- **REQUIREMENT**:
In this exercise, every entry is to be transcribed exactly as written.

[Stored entries]
#####

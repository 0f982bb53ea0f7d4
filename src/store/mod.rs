pub mod actor;
pub mod storage;

use std::sync::Arc;

use tokio::sync::{mpsc, oneshot};
use uuid::Uuid;

use crate::engine::lifecycle::{self, Actor, BookingEvent};
use crate::error::AppError;
use crate::models::booking::{Booking, BookingDraft, BookingStatus};
use crate::observability::metrics::Metrics;
use crate::store::actor::{Reply, StoreActor, StoreCommand};
use crate::store::storage::Storage;

/// Cloneable handle to the booking collection. Every call is a request to the
/// [`StoreActor`], which must be spawned for calls to complete.
#[derive(Clone)]
pub struct BookingStore {
    tx: mpsc::Sender<StoreCommand>,
    metrics: Metrics,
}

impl BookingStore {
    pub fn new(storage: Arc<dyn Storage>, queue_size: usize, metrics: Metrics) -> (Self, StoreActor) {
        let (tx, rx) = mpsc::channel(queue_size);
        let actor = StoreActor::new(storage, rx, metrics.clone());
        (Self { tx, metrics }, actor)
    }

    pub async fn create(&self, draft: BookingDraft) -> Result<Booking, AppError> {
        draft.validate()?;

        let kind = if draft.is_emergency { "emergency" } else { "standard" };
        let booking = self
            .request(|reply| StoreCommand::Create { draft, reply })
            .await?;

        self.metrics
            .bookings_created_total
            .with_label_values(&[kind])
            .inc();
        Ok(booking)
    }

    /// Applies `mutation` to the latest stored copy of booking `id`. A failing
    /// mutation leaves the record untouched.
    pub async fn update<F>(&self, id: Uuid, mutation: F) -> Result<Booking, AppError>
    where
        F: FnOnce(&Booking) -> Result<Booking, AppError> + Send + 'static,
    {
        self.request(|reply| StoreCommand::Update {
            id,
            mutation: Box::new(mutation),
            reply,
        })
        .await
    }

    pub async fn transition(
        &self,
        id: Uuid,
        actor: Actor,
        event: BookingEvent,
    ) -> Result<Booking, AppError> {
        let result = self
            .update(id, move |booking| {
                lifecycle::authorize(&actor, booking, &event)?;
                lifecycle::apply(booking, event)
            })
            .await;
        self.record_transition(&result);
        result
    }

    /// Moves booking `id` to `target`, picking the event from the stored status.
    pub async fn transition_to(
        &self,
        id: Uuid,
        actor: Actor,
        target: BookingStatus,
    ) -> Result<Booking, AppError> {
        let result = self
            .update(id, move |booking| {
                let event = lifecycle::event_for_target(&actor, booking.status, target)?;
                lifecycle::authorize(&actor, booking, &event)?;
                lifecycle::apply(booking, event)
            })
            .await;
        self.record_transition(&result);
        result
    }

    pub async fn get(&self, id: Uuid) -> Result<Booking, AppError> {
        self.list_all()
            .await?
            .into_iter()
            .find(|b| b.id == id)
            .ok_or_else(|| AppError::NotFound(format!("booking {id} not found")))
    }

    /// Every booking in insertion order.
    pub async fn list_all(&self) -> Result<Vec<Booking>, AppError> {
        self.request(|reply| StoreCommand::List { reply }).await
    }

    pub async fn list_for_user(&self, user_id: Uuid) -> Result<Vec<Booking>, AppError> {
        let mut bookings = self.list_all().await?;
        bookings.retain(|b| b.user_id == user_id);
        Ok(bookings)
    }

    async fn request<T>(
        &self,
        command: impl FnOnce(Reply<T>) -> StoreCommand,
    ) -> Result<T, AppError> {
        let (reply, rx) = oneshot::channel();
        self.tx
            .send(command(reply))
            .await
            .map_err(|_| AppError::Internal("booking store is not running".to_string()))?;

        rx.await
            .map_err(|_| AppError::Internal("booking store dropped the request".to_string()))?
    }

    fn record_transition(&self, result: &Result<Booking, AppError>) {
        let outcome = match result {
            Ok(_) => "success",
            Err(err) => err.code(),
        };
        self.metrics
            .booking_transitions_total
            .with_label_values(&[outcome])
            .inc();
    }
}
use std::path::PathBuf;

use async_trait::async_trait;
use dashmap::DashMap;
use serde::de::DeserializeOwned;
use serde::Serialize;

use crate::error::AppError;

pub const BOOKINGS_KEY: &str = "bookings";
pub const USERS_KEY: &str = "users";

/// Durable text values by key. Every collection is read and rewritten whole.
#[async_trait]
pub trait Storage: Send + Sync {
    async fn read(&self, key: &str) -> Result<Option<String>, AppError>;
    async fn write(&self, key: &str, contents: String) -> Result<(), AppError>;
}

#[derive(Default)]
pub struct MemoryStorage {
    entries: DashMap<String, String>,
}

impl MemoryStorage {
    pub fn new() -> Self {
        Self::default()
    }
}

#[async_trait]
impl Storage for MemoryStorage {
    async fn read(&self, key: &str) -> Result<Option<String>, AppError> {
        Ok(self.entries.get(key).map(|entry| entry.value().clone()))
    }

    async fn write(&self, key: &str, contents: String) -> Result<(), AppError> {
        self.entries.insert(key.to_string(), contents);
        Ok(())
    }
}

/// One `<key>.json` file per collection under `dir`.
pub struct FileStorage {
    dir: PathBuf,
}

impl FileStorage {
    pub async fn open(dir: impl Into<PathBuf>) -> Result<Self, AppError> {
        let dir = dir.into();
        tokio::fs::create_dir_all(&dir).await.map_err(|err| {
            AppError::Persistence(format!("failed to create {}: {err}", dir.display()))
        })?;
        Ok(Self { dir })
    }

    fn path_for(&self, key: &str) -> PathBuf {
        self.dir.join(format!("{key}.json"))
    }
}

#[async_trait]
impl Storage for FileStorage {
    async fn read(&self, key: &str) -> Result<Option<String>, AppError> {
        let path = self.path_for(key);
        match tokio::fs::read_to_string(&path).await {
            Ok(contents) => Ok(Some(contents)),
            Err(err) if err.kind() == std::io::ErrorKind::NotFound => Ok(None),
            Err(err) => Err(AppError::Persistence(format!(
                "failed to read {}: {err}",
                path.display()
            ))),
        }
    }

    async fn write(&self, key: &str, contents: String) -> Result<(), AppError> {
        let path = self.path_for(key);
        let tmp = self.dir.join(format!("{key}.json.tmp"));

        tokio::fs::write(&tmp, contents).await.map_err(|err| {
            AppError::Persistence(format!("failed to write {}: {err}", tmp.display()))
        })?;
        tokio::fs::rename(&tmp, &path).await.map_err(|err| {
            AppError::Persistence(format!("failed to replace {}: {err}", path.display()))
        })
    }
}

/// A missing key reads as an empty collection.
pub async fn load_collection<T>(storage: &dyn Storage, key: &str) -> Result<Vec<T>, AppError>
where
    T: DeserializeOwned,
{
    match storage.read(key).await? {
        Some(contents) => serde_json::from_str(&contents)
            .map_err(|err| AppError::Persistence(format!("corrupt {key} collection: {err}"))),
        None => Ok(Vec::new()),
    }
}

pub async fn save_collection<T>(storage: &dyn Storage, key: &str, records: &[T]) -> Result<(), AppError>
where
    T: Serialize,
{
    let contents = serde_json::to_string(records)
        .map_err(|err| AppError::Persistence(format!("failed to encode {key}: {err}")))?;
    storage.write(key, contents).await
}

#####

- **EXERCISE RESULT**:
repository 0f982bb53ea0f7d4
filename src/store/mod.rs
pub mod actor;
pub mod storage;

use std::sync::Arc;

use tokio::sync::{mpsc, oneshot};
use uuid::Uuid;

use crate::engine::lifecycle::{self, Actor, BookingEvent};
use crate::error::AppError;
use crate::models::booking::{Booking, BookingDraft, BookingStatus};
use crate::observability::metrics::Metrics;
use crate::store::actor::{Reply, StoreActor, StoreCommand};
use crate::store::storage::Storage;

/// Cloneable handle to the booking collection. Every call is a request to the
/// [`StoreActor`], which must be spawned for calls to complete.
#[derive(Clone)]
pub struct BookingStore {
    tx: mpsc::Sender<StoreCommand>,
    metrics: Metrics,
}

impl BookingStore {
    pub fn new(storage: Arc<dyn Storage>, queue_size: usize, metrics: Metrics) -> (Self, StoreActor) {
        let (tx, rx) = mpsc::channel(queue_size);
        let actor = StoreActor::new(storage, rx, metrics.clone());
        (Self { tx, metrics }, actor)
    }

    pub async fn create(&self, draft: BookingDraft) -> Result<Booking, AppError> {
        draft.validate()?;

        let kind = if draft.is_emergency { "emergency" } else { "standard" };
        let booking = self
            .request(|reply| StoreCommand::Create { draft, reply })
            .await?;

        self.metrics
            .bookings_created_total
            .with_label_values(&[kind])
            .inc();
        Ok(booking)
    }

    /// Applies `mutation` to the latest stored copy of booking `id`. A failing
    /// mutation leaves the record untouched.
    pub async fn update<F>(&self, id: Uuid, mutation: F) -> Result<Booking, AppError>
    where
        F: FnOnce(&Booking) -> Result<Booking, AppError> + Send + 'static,
    {
        self.request(|reply| StoreCommand::Update {
            id,
            mutation: Box::new(mutation),
            reply,
        })
        .await
    }

    pub async fn transition(
        &self,
        id: Uuid,
        actor: Actor,
        event: BookingEvent,
    ) -> Result<Booking, AppError> {
        let result = self
            .update(id, move |booking| {
                lifecycle::authorize(&actor, booking, &event)?;
                lifecycle::apply(booking, event)
            })
            .await;
        self.record_transition(&result);
        result
    }

    /// Moves booking `id` to `target`, picking the event from the stored status.
    pub async fn transition_to(
        &self,
        id: Uuid,
        actor: Actor,
        target: BookingStatus,
    ) -> Result<Booking, AppError> {
        let result = self
            .update(id, move |booking| {
                let event = lifecycle::event_for_target(&actor, booking.status, target)?;
                lifecycle::authorize(&actor, booking, &event)?;
                lifecycle::apply(booking, event)
            })
            .await;
        self.record_transition(&result);
        result
    }

    pub async fn get(&self, id: Uuid) -> Result<Booking, AppError> {
        self.list_all()
            .await?
            .into_iter()
            .find(|b| b.id == id)
            .ok_or_else(|| AppError::NotFound(format!("booking {id} not found")))
    }

    /// Every booking in insertion order.
    pub async fn list_all(&self) -> Result<Vec<Booking>, AppError> {
        self.request(|reply| StoreCommand::List { reply }).await
    }

    pub async fn list_for_user(&self, user_id: Uuid) -> Result<Vec<Booking>, AppError> {
        let mut bookings = self.list_all().await?;
        bookings.retain(|b| b.user_id == user_id);
        Ok(bookings)
    }

    async fn request<T>(
        &self,
        command: impl FnOnce(Reply<T>) -> StoreCommand,
    ) -> Result<T, AppError> {
        let (reply, rx) = oneshot::channel();
        self.tx
            .send(command(reply))
            .await
            .map_err(|_| AppError::Internal("booking store is not running".to_string()))?;

        rx.await
            .map_err(|_| AppError::Internal("booking store dropped the request".to_string()))?
    }

    fn record_transition(&self, result: &Result<Booking, AppError>) {
        let outcome = match result {
            Ok(_) => "success",
            Err(err) => err.code(),
        };
        self.metrics
            .booking_transitions_total
            .with_label_values(&[outcome])
            .inc();
    }
}
use std::path::PathBuf;

use async_trait::async_trait;
use dashmap::DashMap;
use serde::de::DeserializeOwned;
use serde::Serialize;

use crate::error::AppError;

pub const BOOKINGS_KEY: &str = "bookings";
pub const USERS_KEY: &str = "users";

/// Durable text values by key. Every collection is read and rewritten whole.
#[async_trait]
pub trait Storage: Send + Sync {
    async fn read(&self, key: &str) -> Result<Option<String>, AppError>;
    async fn write(&self, key: &str, contents: String) -> Result<(), AppError>;
}

#[derive(Default)]
pub struct MemoryStorage {
    entries: DashMap<String, String>,
}

impl MemoryStorage {
    pub fn new() -> Self {
        Self::default()
    }
}

#[async_trait]
impl Storage for MemoryStorage {
    async fn read(&self, key: &str) -> Result<Option<String>, AppError> {
        Ok(self.entries.get(key).map(|entry| entry.value().clone()))
    }

    async fn write(&self, key: &str, contents: String) -> Result<(), AppError> {
        self.entries.insert(key.to_string(), contents);
        Ok(())
    }
}

/// One `<key>.json` file per collection under `dir`.
pub struct FileStorage {
    dir: PathBuf,
}

impl FileStorage {
    pub async fn open(dir: impl Into<PathBuf>) -> Result<Self, AppError> {
        let dir = dir.into();
        tokio::fs::create_dir_all(&dir).await.map_err(|err| {
            AppError::Persistence(format!("failed to create {}: {err}", dir.display()))
        })?;
        Ok(Self { dir })
    }

    fn path_for(&self, key: &str) -> PathBuf {
        self.dir.join(format!("{key}.json"))
    }
}

#[async_trait]
impl Storage for FileStorage {
    async fn read(&self, key: &str) -> Result<Option<String>, AppError> {
        let path = self.path_for(key);
        match tokio::fs::read_to_string(&path).await {
            Ok(contents) => Ok(Some(contents)),
            Err(err) if err.kind() == std::io::ErrorKind::NotFound => Ok(None),
            Err(err) => Err(AppError::Persistence(format!(
                "failed to read {}: {err}",
                path.display()
            ))),
        }
    }

    async fn write(&self, key: &str, contents: String) -> Result<(), AppError> {
        let path = self.path_for(key);
        let tmp = self.dir.join(format!("{key}.json.tmp"));

        tokio::fs::write(&tmp, contents).await.map_err(|err| {
            AppError::Persistence(format!("failed to write {}: {err}", tmp.display()))
        })?;
        tokio::fs::rename(&tmp, &path).await.map_err(|err| {
            AppError::Persistence(format!("failed to replace {}: {err}", path.display()))
        })
    }
}

/// A missing key reads as an empty collection.
pub async fn load_collection<T>(storage: &dyn Storage, key: &str) -> Result<Vec<T>, AppError>
where
    T: DeserializeOwned,
{
    match storage.read(key).await? {
        Some(contents) => serde_json::from_str(&contents)
            .map_err(|err| AppError::Persistence(format!("corrupt {key} collection: {err}"))),
        None => Ok(Vec::new()),
    }
}

pub async fn save_collection<T>(storage: &dyn Storage, key: &str, records: &[T]) -> Result<(), AppError>
where
    T: Serialize,
{
    let contents = serde_json::to_string(records)
        .map_err(|err| AppError::Persistence(format!("failed to encode {key}: {err}")))?;
    storage.write(key, contents).await
}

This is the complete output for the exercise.